The story from the NYT below is amusing. They hate Trump but can't stop helping him.  "There's no such thing as bad publicity" and Trump uses simple words that anyone can understand.  Commentary is irrelevant

"POCAHONTAS" won’t be lonely for long. As other Democrats join Elizabeth Warren in the contest for the party’s presidential nomination, President Trump will assign them their own nicknames, different from hers but just as derisive. There’s no doubt.

But how much heed will we in the media pay to this stupidity? Will we sprint to Beto O’Rourke, Cory Booker or Mike Bloomberg for a reaction to what Trump just called one of them and then rush back to him for his response to that response? Or will we note Trump’s latest nonsense only briefly and pivot to matters more consequential?

That’s a specific question but also an overarching one — about the degree to which we’ll let him set the terms of the 2020 presidential campaign, about our appetite for antics versus substance, and about whether we’ll repeat the mistakes that we made in 2016 and continued to make during the first stages of his presidency. There were plenty.

Trump tortures us.

Deliberately, yes, but I’m referring to the ways in which he keeps yanking our gaze his way. I mean the tough choices that he, more than his predecessors in the White House, forces us to make. His demand for television airtime on Tuesday night was a perfect example: We had to weigh a request in line with precedent against a president out of line when it comes to truth. We had to wrestle with — and figure out when and how to resist — his talent for using us as vessels for propaganda.

We will wrestle with that repeatedly between now and November 2020, especially in the context of what may well be the most emotional and intense presidential race of our lifetimes. With the dawn of 2019 and the acceleration of potential Democratic candidates’ preparations for presidential bids, we have a chance to do things differently than we did the last time around — to redeem ourselves.

Our success or failure will affect our stature at a time of rickety public trust in us. It will raise or lower the temperature of civic discourse, which is perilously hot. Above all, it will have an impact on who takes the oath of office in January 2021. Democracies don’t just get the leaders they deserve. They get the leaders who make it through whatever obstacle course — and thrive in whatever atmosphere — their media has created.

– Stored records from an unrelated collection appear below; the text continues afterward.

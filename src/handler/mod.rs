//! The `handler` module delivers messages received by this instance to
//! application code.
//!
//! Applications implement [`HandleMessage`]. A [`MessageHandler`] wraps the
//! registered handlers as the listener of the inbound queue, so handler
//! failures are retried by the queue like any other failed attempt.

use std::sync::Arc;

use async_trait::async_trait;
use futures::future::join_all;
use tokio_util::sync::CancellationToken;
use tracing::{debug, warn};

use crate::diagnostics::{DiagnosticEvent, DiagnosticEventKind, DiagnosticService};
use crate::message::Message;
use crate::queue::{BoxError, QueueListener, QueuedMessageContext};

const SOURCE: &str = "handler";

#[async_trait]
pub trait HandleMessage: Send + Sync {
    /// Whether this handler wants `message`. Defaults to every message.
    fn accepts(&self, _message: &Message) -> bool {
        true
    }

    /// Handles one delivery. Call `context.acknowledge()` to mark the
    /// message handled unless the queue acknowledges automatically.
    async fn handle_message(
        &self,
        message: &Message,
        context: &QueuedMessageContext,
        cancel: CancellationToken,
    ) -> Result<(), BoxError>;
}

/// Accepts messages whose `MessageName` equals the given name.
pub struct NamedHandler<H> {
    name: String,
    inner: H,
}

impl<H: HandleMessage> NamedHandler<H> {
    pub fn new(name: impl Into<String>, inner: H) -> Self {
        Self {
            name: name.into(),
            inner,
        }
    }
}

#[async_trait]
impl<H: HandleMessage> HandleMessage for NamedHandler<H> {
    fn accepts(&self, message: &Message) -> bool {
        message.headers().message_name() == Some(self.name.as_str()) && self.inner.accepts(message)
    }

    async fn handle_message(
        &self,
        message: &Message,
        context: &QueuedMessageContext,
        cancel: CancellationToken,
    ) -> Result<(), BoxError> {
        self.inner.handle_message(message, context, cancel).await
    }
}

pub struct MessageHandler {
    handlers: Vec<Arc<dyn HandleMessage>>,
    diagnostics: Arc<dyn DiagnosticService>,
}

impl MessageHandler {
    pub fn new(handlers: Vec<Arc<dyn HandleMessage>>, diagnostics: Arc<dyn DiagnosticService>) -> Self {
        Self {
            handlers,
            diagnostics,
        }
    }
}

#[async_trait]
impl QueueListener for MessageHandler {
    async fn message_received(
        &self,
        message: &Message,
        context: &QueuedMessageContext,
        cancel: CancellationToken,
    ) -> Result<(), BoxError> {
        if message.is_expired() {
            debug!(message_id = %message.id(), "Discarding expired message");
            self.diagnostics.emit(
                DiagnosticEvent::new(SOURCE, DiagnosticEventKind::MessageExpired)
                    .message(message)
                    .detail("Message expired before it could be handled"),
            );
            context.acknowledge();
            return Ok(());
        }

        let matching: Vec<_> = self.handlers.iter().filter(|h| h.accepts(message)).collect();
        if matching.is_empty() {
            warn!(message_id = %message.id(), name = message.headers().message_name(), "No handler accepts message");
            return Ok(());
        }

        let results = join_all(
            matching
                .iter()
                .map(|h| h.handle_message(message, context, cancel.clone())),
        )
        .await;

        // Every handler has run; the first failure fails the attempt.
        results.into_iter().collect::<Result<Vec<()>, BoxError>>()?;
        Ok(())
    }
}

“The shadow of what we did last time looms over this next time,” the former CBS newsman Dan Rather, who has covered more than half a century of presidential elections, told me. And what we did last time was emphasize the sound and the fury, because Trump provided both in lavish measure.

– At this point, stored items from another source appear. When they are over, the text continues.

//! The `diagnostics` module is the sink the bus writes named events to.
//!
//! Components receive an `Arc<dyn DiagnosticService>` when they are built
//! and emit events fire-and-forget. [`NoopDiagnostics`] is the default,
//! [`TracingDiagnostics`] forwards events to `tracing`, and
//! [`DiagnosticLog`] keeps them in memory for inspection.

use std::fmt;
use std::sync::{Arc, Mutex};

use tracing::{debug, info, warn};
use url::Url;

use crate::message::{Message, MessageId};

#[derive(Debug, Clone, Copy, PartialEq, Eq, Hash)]
pub enum DiagnosticEventKind {
    ComponentInitialization,
    MessageEnqueued,
    MessageAcknowledged,
    MessageNotAcknowledged,
    MessageAbandoned,
    MessageExpired,
    MessageDelivered,
    MessageDeliveryFailed,
    QueueListenerError,
    QueueStoreError,
    TransportBypassed,
    CommunicationError,
    AccessDenied,
    SubscriptionRequestSent,
    SubscriptionRenewed,
    SubscriptionFailed,
    EndpointNotFound,
}

impl DiagnosticEventKind {
    /// Whether the event describes a failure an operator should notice.
    pub fn is_error(&self) -> bool {
        matches!(
            self,
            Self::MessageAbandoned
                | Self::MessageDeliveryFailed
                | Self::QueueListenerError
                | Self::QueueStoreError
                | Self::CommunicationError
                | Self::AccessDenied
                | Self::MessageNotAcknowledged
                | Self::SubscriptionFailed
                | Self::EndpointNotFound
        )
    }
}

impl fmt::Display for DiagnosticEventKind {
    fn fmt(&self, f: &mut fmt::Formatter<'_>) -> fmt::Result {
        fmt::Debug::fmt(self, f)
    }
}

/// A single named event with whatever context the emitter had at hand.
#[derive(Debug, Clone, PartialEq)]
pub struct DiagnosticEvent {
    pub kind: DiagnosticEventKind,
    pub source: &'static str,
    pub detail: Option<String>,
    pub message_id: Option<MessageId>,
    pub queue: Option<String>,
    pub topic: Option<String>,
    pub uri: Option<Url>,
    pub status: Option<u16>,
    pub error: Option<String>,
}

impl DiagnosticEvent {
    pub fn new(source: &'static str, kind: DiagnosticEventKind) -> Self {
        Self {
            kind,
            source,
            detail: None,
            message_id: None,
            queue: None,
            topic: None,
            uri: None,
            status: None,
            error: None,
        }
    }

    pub fn detail(mut self, detail: impl Into<String>) -> Self {
        self.detail = Some(detail.into());
        self
    }

    pub fn message(mut self, message: &Message) -> Self {
        self.message_id = Some(message.id());
        self
    }

    pub fn message_id(mut self, id: MessageId) -> Self {
        self.message_id = Some(id);
        self
    }

    pub fn queue(mut self, queue: impl fmt::Display) -> Self {
        self.queue = Some(queue.to_string());
        self
    }

    pub fn topic(mut self, topic: impl fmt::Display) -> Self {
        self.topic = Some(topic.to_string());
        self
    }

    pub fn uri(mut self, uri: Option<&Url>) -> Self {
        self.uri = uri.cloned();
        self
    }

    pub fn status(mut self, status: Option<u16>) -> Self {
        self.status = status;
        self
    }

    pub fn error(mut self, error: &dyn std::error::Error) -> Self {
        self.error = Some(error.to_string());
        self
    }
}

pub trait DiagnosticService: Send + Sync {
    fn emit(&self, event: DiagnosticEvent);
}

/// Discards every event.
#[derive(Debug, Default, Clone, Copy)]
pub struct NoopDiagnostics;

impl DiagnosticService for NoopDiagnostics {
    fn emit(&self, _event: DiagnosticEvent) {}
}

/// Shared no-op sink used when a component is built without one.
pub fn noop() -> Arc<dyn DiagnosticService> {
    Arc::new(NoopDiagnostics)
}

/// Writes events to the `tracing` subscriber.
#[derive(Debug, Default, Clone, Copy)]
pub struct TracingDiagnostics;

impl DiagnosticService for TracingDiagnostics {
    fn emit(&self, event: DiagnosticEvent) {
        let message_id = event.message_id.map(|id| id.to_string());
        let uri = event.uri.as_ref().map(Url::as_str);
        if event.kind.is_error() {
            warn!(
                kind = %event.kind,
                source = event.source,
                message_id = message_id.as_deref(),
                queue = event.queue.as_deref(),
                topic = event.topic.as_deref(),
                uri,
                status = event.status,
                error = event.error.as_deref(),
                "{}",
                event.detail.as_deref().unwrap_or_default()
            );
        } else if event.kind == DiagnosticEventKind::ComponentInitialization {
            info!(source = event.source, "{}", event.detail.as_deref().unwrap_or_default());
        } else {
            debug!(
                kind = %event.kind,
                source = event.source,
                message_id = message_id.as_deref(),
                queue = event.queue.as_deref(),
                topic = event.topic.as_deref(),
                uri,
                status = event.status,
                "{}",
                event.detail.as_deref().unwrap_or_default()
            );
        }
    }
}

/// Records events in memory in emission order.
#[derive(Debug, Default)]
pub struct DiagnosticLog {
    events: Mutex<Vec<DiagnosticEvent>>,
}

impl DiagnosticLog {
    pub fn new() -> Self {
        Self::default()
    }

    pub fn events(&self) -> Vec<DiagnosticEvent> {
        self.events.lock().map(|e| e.clone()).unwrap_or_default()
    }

    pub fn count(&self, kind: DiagnosticEventKind) -> usize {
        self.events
            .lock()
            .map(|e| e.iter().filter(|ev| ev.kind == kind).count())
            .unwrap_or(0)
    }
}

impl DiagnosticService for DiagnosticLog {
    fn emit(&self, event: DiagnosticEvent) {
        if let Ok(mut events) = self.events.lock() {
            events.push(event);
        }
    }
}

#[cfg(test)]
mod tests {
    use super::*;
    use crate::message::MessageHeaders;

    #[test]
    fn test_log_records_events_in_order() {
        let log = DiagnosticLog::new();
        let msg = Message::new(MessageHeaders::new(), "");
        log.emit(DiagnosticEvent::new("test", DiagnosticEventKind::MessageEnqueued).message(&msg));
        log.emit(DiagnosticEvent::new("test", DiagnosticEventKind::MessageAbandoned).status(Some(500)));

        let events = log.events();
        assert_eq!(events.len(), 2);
        assert_eq!(events[0].message_id, Some(msg.id()));
        assert_eq!(events[1].status, Some(500));
        assert_eq!(log.count(DiagnosticEventKind::MessageAbandoned), 1);
    }

    #[test]
    fn test_error_kinds() {
        assert!(DiagnosticEventKind::SubscriptionFailed.is_error());
        assert!(!DiagnosticEventKind::MessageDelivered.is_error());
    }
}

“When you cover this as spectacle,” Rather said, “what’s lost is context, perspective and depth. And when you cover this as spectacle, he is the star.” Spectacle is his métier. He’s indisputably spectacular.

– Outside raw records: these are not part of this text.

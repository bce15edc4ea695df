//! The `subscription` module covers both sides of topic subscriptions.
//!
//! - `tracking`: who subscribes to the topics this instance publishes.
//! - `lease`: the long-running tasks that keep this instance subscribed to
//!   topics published by remote endpoints.

pub mod lease;
pub mod tracking;

use std::fmt;

use serde::{Deserialize, Serialize};

pub use lease::{LeaseOptions, LeaseOutcome, SubscriptionLease, SubscriptionLeaseManager, SubscriptionRequester};
pub use tracking::{
    InMemorySubscriptionTracking, SledSubscriptionTracking, SubscriptionTrackingService, TrackingError,
};

#[derive(Debug, Clone, PartialEq, Eq, Hash, PartialOrd, Ord, Serialize, Deserialize)]
pub struct TopicName(String);

impl TopicName {
    pub fn new(name: impl Into<String>) -> Self {
        Self(name.into())
    }

    pub fn as_str(&self) -> &str {
        &self.0
    }
}

impl fmt::Display for TopicName {
    fn fmt(&self, f: &mut fmt::Formatter<'_>) -> fmt::Result {
        f.write_str(&self.0)
    }
}

impl From<&str> for TopicName {
    fn from(name: &str) -> Self {
        Self::new(name)
    }
}

impl From<String> for TopicName {
    fn from(name: String) -> Self {
        Self(name)
    }
}
#[async_trait]
impl MessageQueueStore for FlakyStore {
    async fn insert(&self, queued: &QueuedMessage) -> Result<MessageId, StoreError> {
        self.inner.insert(queued).await
    }

    async fn select_pending(&self, queue: &QueueName) -> Result<Vec<QueuedMessage>, StoreError> {
        self.inner.select_pending(queue).await
    }

    async fn select_abandoned(&self, queue: &QueueName) -> Result<Vec<QueuedMessage>, StoreError> {
        self.inner.select_abandoned(queue).await
    }

    async fn record_attempt(
        &self,
        queue: &QueueName,
        id: MessageId,
        attempts: u32,
    ) -> Result<(), StoreError> {
        if self.is_failing() {
            return Err(StoreError::Unavailable("store offline".into()));
        }
        self.inner.record_attempt(queue, id, attempts).await
    }

    async fn update_state(
        &self,
        queue: &QueueName,
        id: MessageId,
        state: QueuedMessageState,
    ) -> Result<bool, StoreError> {
        if self.is_failing() {
            self.failed_state_writes.fetch_add(1, Ordering::SeqCst);
            return Err(StoreError::Unavailable("store offline".into()));
        }
        self.inner.update_state(queue, id, state).await
    }
}

/// Waits for cancellation and then returns `Ok` without deciding.
struct UntilCancelled {
    calls: AtomicUsize,
}

#[async_trait]
impl QueueListener for UntilCancelled {
    async fn message_received(
        &self,
        _message: &Message,
        _context: &QueuedMessageContext,
        cancel: CancellationToken,
    ) -> Result<(), BoxError> {
        self.calls.fetch_add(1, Ordering::SeqCst);
        cancel.cancelled().await;
        Ok(())
    }
}

fn options(max_attempts: u32) -> QueueOptions {
    QueueOptions {
        concurrency_limit: 4,
        max_attempts,
        retry_delay: Duration::from_millis(10),
        auto_acknowledge: false,
    }
}

fn message(body: &str) -> Message {
    Message::new(MessageHeaders::new(), body)
}

fn new_queue(
    store: &Arc<InMemoryQueueStore>,
    listener: Arc<TestListener>,
    options: QueueOptions,
) -> MessageQueue {
    MessageQueue::new(
        QueueName::from("test"),
        store.clone(),
        listener,
        options,
        diagnostics::noop(),
    )
}
//! Story file header: parsing, validation, and the interpreter-owned bits.
//!
//! The first 64 bytes of every story file describe the memory layout; V5+
//! files may extend that with a header extension table. All multi-byte
//! fields are big-endian.

use crate::error::{Error, Result};
use crate::util::word_from_bytes;
use log::warn;
use std::fmt::{Display, Error as FmtError, Formatter};

// Byte offsets within the header.
pub const H_VERSION: usize = 0x00;
pub const H_FLAGS1: usize = 0x01;
pub const H_RELEASE: usize = 0x02;
pub const H_HIGH_BASE: usize = 0x04;
pub const H_INITIAL_PC: usize = 0x06;
pub const H_DICTIONARY: usize = 0x08;
pub const H_OBJECT_TABLE: usize = 0x0A;
pub const H_GLOBALS: usize = 0x0C;
pub const H_STATIC_BASE: usize = 0x0E;
pub const H_FLAGS2: usize = 0x10;
pub const H_SERIAL: usize = 0x12;
pub const H_ABBREVIATIONS: usize = 0x18;
pub const H_FILE_LENGTH: usize = 0x1A;
pub const H_CHECKSUM: usize = 0x1C;
pub const H_INTERPRETER_NUMBER: usize = 0x1E;
pub const H_INTERPRETER_VERSION: usize = 0x1F;
pub const H_SCREEN_LINES: usize = 0x20;
pub const H_SCREEN_COLUMNS: usize = 0x21;
pub const H_ROUTINES_OFFSET: usize = 0x28;
pub const H_STRINGS_OFFSET: usize = 0x2A;
pub const H_ALPHABET_TABLE: usize = 0x34;
pub const H_EXTENSION_TABLE: usize = 0x36;

/// Words in the header extension table (1-based as the Standard counts them).
pub const HX_UNICODE_TABLE: usize = 3;

/// Flags2 bits 0 (transcripting) and 1 (fixed pitch) survive restart and
/// restore.
pub const FLAGS2_PRESERVED_MASK: u16 = 0x0003;

/// Parsed view of the story header. Addresses are byte offsets into the
/// story image; a zero address means the table is absent.
#[derive(Debug, Clone)]
pub struct Header {
    pub version: u8,
    pub release: u16,
    pub serial: [u8; 6],
    pub high_base: usize,
    pub static_base: usize,
    pub initial_pc: usize,
    pub dictionary: usize,
    pub object_table: usize,
    pub globals: usize,
    pub abbreviations: usize,
    /// Stored file length in bytes (already scaled by the version factor).
    pub file_length: usize,
    pub checksum: u16,
    /// V5+ custom alphabet table, 0 if the defaults apply.
    pub alphabet_table: usize,
    /// V5+ header extension table, 0 if absent.
    pub extension_table: usize,
    /// V6-7 packed-address offsets, in units of 8 bytes as stored.
    pub routines_offset: usize,
    pub strings_offset: usize,
}

impl Header {
    /// Scale factor applied to the stored file length word.
    pub fn length_scale(version: u8) -> usize {
        match version {
            1..=3 => 2,
            4..=5 => 4,
            _ => 8,
        }
    }

    /// Maximum legal story size for a version.
    pub fn max_file_size(version: u8) -> usize {
        match version {
            1..=3 => 128 * 1024,
            4..=5 => 256 * 1024,
            _ => 512 * 1024,
        }
    }

    /// Minimum bytes a header occupies before the rest of the image may
    /// begin.
    pub fn min_size(version: u8) -> usize {
        if version >= 6 {
            128
        } else {
            64
        }
    }

    /// Parse and validate a header from the start of a story image.
    pub fn parse(bytes: &[u8]) -> Result<Header> {
        if bytes.len() < 64 {
            return Err(Error::Load(format!(
                "story is {} bytes, too small to hold a header",
                bytes.len()
            )));
        }

        let word = |offset: usize| word_from_bytes(bytes[offset], bytes[offset + 1]);
        let version = bytes[H_VERSION];
        if !(1..=8).contains(&version) {
            return Err(Error::Load(format!("unsupported story version {version}")));
        }
        if bytes.len() < Header::min_size(version) {
            return Err(Error::Load(format!(
                "V{version} story needs at least {} header bytes, found {}",
                Header::min_size(version),
                bytes.len()
            )));
        }

        let mut serial = [0u8; 6];
        serial.copy_from_slice(&bytes[H_SERIAL..H_SERIAL + 6]);

        let stored_length = word(H_FILE_LENGTH) as usize * Header::length_scale(version);
        // Early Infocom releases left the length word zero.
        let file_length = if stored_length == 0 {
            bytes.len()
        } else {
            stored_length
        };

        let header = Header {
            version,
            release: word(H_RELEASE),
            serial,
            high_base: word(H_HIGH_BASE) as usize,
            static_base: word(H_STATIC_BASE) as usize,
            initial_pc: word(H_INITIAL_PC) as usize,
            dictionary: word(H_DICTIONARY) as usize,
            object_table: word(H_OBJECT_TABLE) as usize,
            globals: word(H_GLOBALS) as usize,
            abbreviations: word(H_ABBREVIATIONS) as usize,
            file_length,
            checksum: word(H_CHECKSUM),
            alphabet_table: if version >= 5 {
                word(H_ALPHABET_TABLE) as usize
            } else {
                0
            },
            extension_table: if version >= 5 {
                word(H_EXTENSION_TABLE) as usize
            } else {
                0
            },
            routines_offset: if (6..=7).contains(&version) {
                word(H_ROUTINES_OFFSET) as usize
            } else {
                0
            },
            strings_offset: if (6..=7).contains(&version) {
                word(H_STRINGS_OFFSET) as usize
            } else {
                0
            },
        };

        header.validate(bytes.len())?;
        Ok(header)
    }

    fn validate(&self, image_len: usize) -> Result<()> {
        let v = self.version;
        if image_len > Header::max_file_size(v) {
            return Err(Error::Load(format!(
                "V{v} story is {image_len} bytes, over the {} byte limit",
                Header::max_file_size(v)
            )));
        }
        if self.file_length > image_len {
            warn!(
                "header claims {} bytes but the image holds {image_len}; trusting the image",
                self.file_length
            );
        }
        if self.static_base < 64 {
            return Err(Error::Load(format!(
                "static memory base {:#06x} overlaps the header",
                self.static_base
            )));
        }
        if self.static_base > 0xFFFF {
            return Err(Error::Load(format!(
                "static memory base {:#07x} above 64K",
                self.static_base
            )));
        }
        if self.high_base < self.static_base {
            return Err(Error::Load(format!(
                "high memory base {:#06x} below static base {:#06x}",
                self.high_base, self.static_base
            )));
        }
        if self.static_base > image_len {
            return Err(Error::Load(format!(
                "static memory base {:#06x} beyond end of a {image_len} byte image",
                self.static_base
            )));
        }
        if (6..=7).contains(&v) && (self.routines_offset == 0 || self.strings_offset == 0) {
            return Err(Error::Load(
                "V6/V7 story without routine and string offsets".into(),
            ));
        }
        if self.alphabet_table != 0 && self.alphabet_table + 78 > image_len {
            return Err(Error::Load(format!(
                "alphabet table at {:#06x} is not fully readable",
                self.alphabet_table
            )));
        }
        if self.extension_table != 0 && self.extension_table + 2 > image_len {
            return Err(Error::Load(format!(
                "header extension table at {:#06x} out of bounds",
                self.extension_table
            )));
        }
        Ok(())
    }

    pub fn serial_string(&self) -> String {
        self.serial.iter().map(|&b| b as char).collect()
    }

    /// True when the V3 status line shows hours/minutes instead of
    /// score/moves (Flags1 bit 1).
    pub fn status_time_mode(&self, flags1: u8) -> bool {
        self.version <= 3 && flags1 & 0x02 != 0
    }
}

impl Display for Header {
    fn fmt(&self, f: &mut Formatter<'_>) -> std::result::Result<(), FmtError> {
        write!(
            f,
            "
Z-code version:           {}
Release number:           {}
Serial number:            {}
Start PC:                 {:#06x}
Base of high memory:      {:#06x}
Base of static memory:    {:#06x}
Dictionary address:       {:#06x}
Object table address:     {:#06x}
Global variables address: {:#06x}
Abbreviations address:    {:#06x}
File size:                {:#07x}
Checksum:                 {:#06x}
",
            self.version,
            self.release,
            self.serial_string(),
            self.initial_pc,
            self.high_base,
            self.static_base,
            self.dictionary,
            self.object_table,
            self.globals,
            self.abbreviations,
            self.file_length,
            self.checksum,
        )
    }
}

#[cfg(test)]
mod tests {
    use super::*;

    fn minimal_image() -> Vec<u8> {
        let mut bytes = vec![0u8; 0x800];
        bytes[H_VERSION] = 3;
        bytes[H_HIGH_BASE] = 0x04; // 0x0400
        bytes[H_INITIAL_PC + 1] = 0x00;
        bytes[H_INITIAL_PC] = 0x04;
        bytes[H_STATIC_BASE] = 0x02; // 0x0200
        bytes[H_SERIAL..H_SERIAL + 6].copy_from_slice(b"230732");
        bytes
    }

    #[test]
    fn parses_minimal_v3() {
        let h = Header::parse(&minimal_image()).unwrap();
        assert_eq!(h.version, 3);
        assert_eq!(h.static_base, 0x200);
        assert_eq!(h.high_base, 0x400);
        assert_eq!(h.serial_string(), "230732");
        // Zero length word falls back to the image size.
        assert_eq!(h.file_length, 0x800);
    }

    #[test]
    fn rejects_bad_version() {
        let mut bytes = minimal_image();
        bytes[H_VERSION] = 9;
        assert!(matches!(Header::parse(&bytes), Err(Error::Load(_))));
    }

    #[test]
    fn rejects_static_below_header() {
        let mut bytes = minimal_image();
        bytes[H_STATIC_BASE] = 0;
        bytes[H_STATIC_BASE + 1] = 0x20;
        assert!(matches!(Header::parse(&bytes), Err(Error::Load(_))));
    }

    #[test]
    fn rejects_high_below_static() {
        let mut bytes = minimal_image();
        bytes[H_HIGH_BASE] = 0x01;
        bytes[H_HIGH_BASE + 1] = 0x00;
        assert!(matches!(Header::parse(&bytes), Err(Error::Load(_))));
    }

    #[test]
    fn rejects_truncated_header() {
        assert!(Header::parse(&[3u8; 20]).is_err());
    }
}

And even if it’s a ghastly spectacle and presented that way, it still lets him control the narrative. As the writer Steve Almond observed in a recently published essay, “He appears powerful to his followers, which is central to his strongman mystique.”

TRUMP was and is a perverse gift to the mainstream, establishment media, a magnet for eyeballs at a juncture when we were struggling economically and desperately needed one. Just present him as the high-wire act and car crash that he is; the audience gorges on it. But readers’ news appetite isn’t infinite, so they’re starved of information about the fraudulence of his supposed populism and the toll of his incompetence.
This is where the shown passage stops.